The introductory sequence of the renowned Czech filmmaker Jan Švankmajer’s Zvahlav aneb Saticky Slameného Huberta (aka Jabberwocky, 1971) features the close-up of the firm surface of a minor’s buttocks recurrently hit by the large hand of an adult. The Czech surrealist filmmaker has an obsession with morphing, inaccurate, and disjointed bodies. In this stop motion movie, in multifarious ways he sheds light on ordinary things such as toys and clothes; and he instills lives into these objects to challenge the ways in which individuals develop their understanding of the world [1]. The three lyrical slaps, in Švankmajer’s irregular stop-motion, are linked to three resounding blows in a manner as if an individual has been banging the door of an outsized hall which contained utmost emptiness. The thrashings by which the film has made its opening, visually as well as aurally, onto a secretive and disturbing internal space, expressed evocatively throughout the surrealistic fiction of juvenile enthralment and fear. In this short essay, my thesis statement is that “Jan Švankmajer’s movie Jabberwocky remains highly nonsensical, similar to the poem on which it is based owing to Jan Švankmajer’s inclination towards objects.”

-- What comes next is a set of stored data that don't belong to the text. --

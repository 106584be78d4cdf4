//! Per-domain array enable/disable state shared by the format readers

use std::fmt;

#[derive(Debug, Clone, Copy, PartialEq, Eq, Hash)]
/// Where a named array lives
pub enum ArrayDomain {
    Point,
    Cell,
    /// named sub-regions (patches, blocks) whose inclusion is toggled as a whole
    Patch,
}

impl fmt::Display for ArrayDomain {
    fn fmt(&self, f: &mut fmt::Formatter<'_>) -> fmt::Result {
        match self {
            Self::Point => write!(f, "point"),
            Self::Cell => write!(f, "cell"),
            Self::Patch => write!(f, "patch"),
        }
    }
}

#[derive(Debug, Clone, Default, PartialEq, Eq)]
/// Ordered `(name, enabled)` pairs in the order the decoder discovered them
pub struct ArrayStatusList {
    entries: Vec<(String, bool)>,
}

impl ArrayStatusList {
    pub fn new() -> Self {
        Self::default()
    }

    pub fn names(&self) -> Vec<String> {
        self.entries.iter().map(|(name, _)| name.clone()).collect()
    }

    pub fn len(&self) -> usize {
        self.entries.len()
    }

    pub fn is_empty(&self) -> bool {
        self.entries.is_empty()
    }

    pub fn status(&self, name: &str) -> Option<bool> {
        self.entries
            .iter()
            .find(|(n, _)| n == name)
            .map(|(_, enabled)| *enabled)
    }

    /// set the status of `name`, returning `false` if the name is not listed
    pub fn set(&mut self, name: &str, enabled: bool) -> bool {
        match self.entries.iter_mut().find(|(n, _)| n == name) {
            Some(entry) => {
                entry.1 = enabled;
                true
            }
            None => false,
        }
    }

    pub fn set_all(&mut self, enabled: bool) {
        self.entries.iter_mut().for_each(|entry| entry.1 = enabled);
    }

    pub fn entries(&self) -> &[(String, bool)] {
        &self.entries
    }

    /// names that are currently enabled, in order
    pub fn enabled(&self) -> impl Iterator<Item = &str> + '_ {
        self.entries
            .iter()
            .filter(|(_, enabled)| *enabled)
            .map(|(name, _)| name.as_str())
    }

    /// Replace the list with the freshly `discovered` names.
    ///
    /// Names still present keep their status, new names start enabled, names that
    /// disappeared are dropped and duplicates collapse onto their first occurrence.
    pub fn reconcile<I, S>(&mut self, discovered: I)
    where
        I: IntoIterator<Item = S>,
        S: Into<String>,
    {
        let mut entries: Vec<(String, bool)> = Vec::new();

        for name in discovered {
            let name = name.into();
            if entries.iter().any(|(n, _)| *n == name) {
                continue;
            }
            let enabled = self.status(&name).unwrap_or(true);
            entries.push((name, enabled));
        }

        self.entries = entries;
    }
}

#[derive(Debug, Clone, Default, PartialEq, Eq)]
/// The array selection of a single reader, one list per [`ArrayDomain`]
pub struct SelectionState {
    pub point: ArrayStatusList,
    pub cell: ArrayStatusList,
    pub patch: ArrayStatusList,
}

impl SelectionState {
    pub fn list(&self, domain: ArrayDomain) -> &ArrayStatusList {
        match domain {
            ArrayDomain::Point => &self.point,
            ArrayDomain::Cell => &self.cell,
            ArrayDomain::Patch => &self.patch,
        }
    }

    pub fn list_mut(&mut self, domain: ArrayDomain) -> &mut ArrayStatusList {
        match domain {
            ArrayDomain::Point => &mut self.point,
            ArrayDomain::Cell => &mut self.cell,
            ArrayDomain::Patch => &mut self.patch,
        }
    }

    /// Whether a decoder should produce `name`. Names the selection has never seen
    /// are treated as enabled.
    pub fn is_enabled(&self, domain: ArrayDomain, name: &str) -> bool {
        self.list(domain).status(name).unwrap_or(true)
    }
}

The film is centred on Lewis Carroll’s well-known “nonsensical poem” of the similar name,  wherein Alice reads  in the  follow-up  to  her main adventures in the Wonderland, Through the Looking-Glass in 1871. Jabberwocky (1971) is not the only work of Svankmajer’s that gained him recognition for his acclimatizing Lewis Carroll’s works. We think of his feature-length movie, Alice (1988), in which his attitude is gloomier than Carroll’s in Alice in Wonderland. [2] Nevertheless, the short film does not exactly align with the poem except reciting it. Jabberwocky is Svankmajer’s enthusiastically enchanted as well as darkly imaginative investigation of stop-motion moving picture. In the narrative “Through the Looking-Glass,” Alice has to read the verse through a looking-glass, as it primarily seemed to be inverted on the page. Carroll’s seemingly imaginative composition has been typically taken as a simple superficial nonsense, or in other words appeared as “literature for children,” which had a significant impact on Švankmajer’s Surrealist creation.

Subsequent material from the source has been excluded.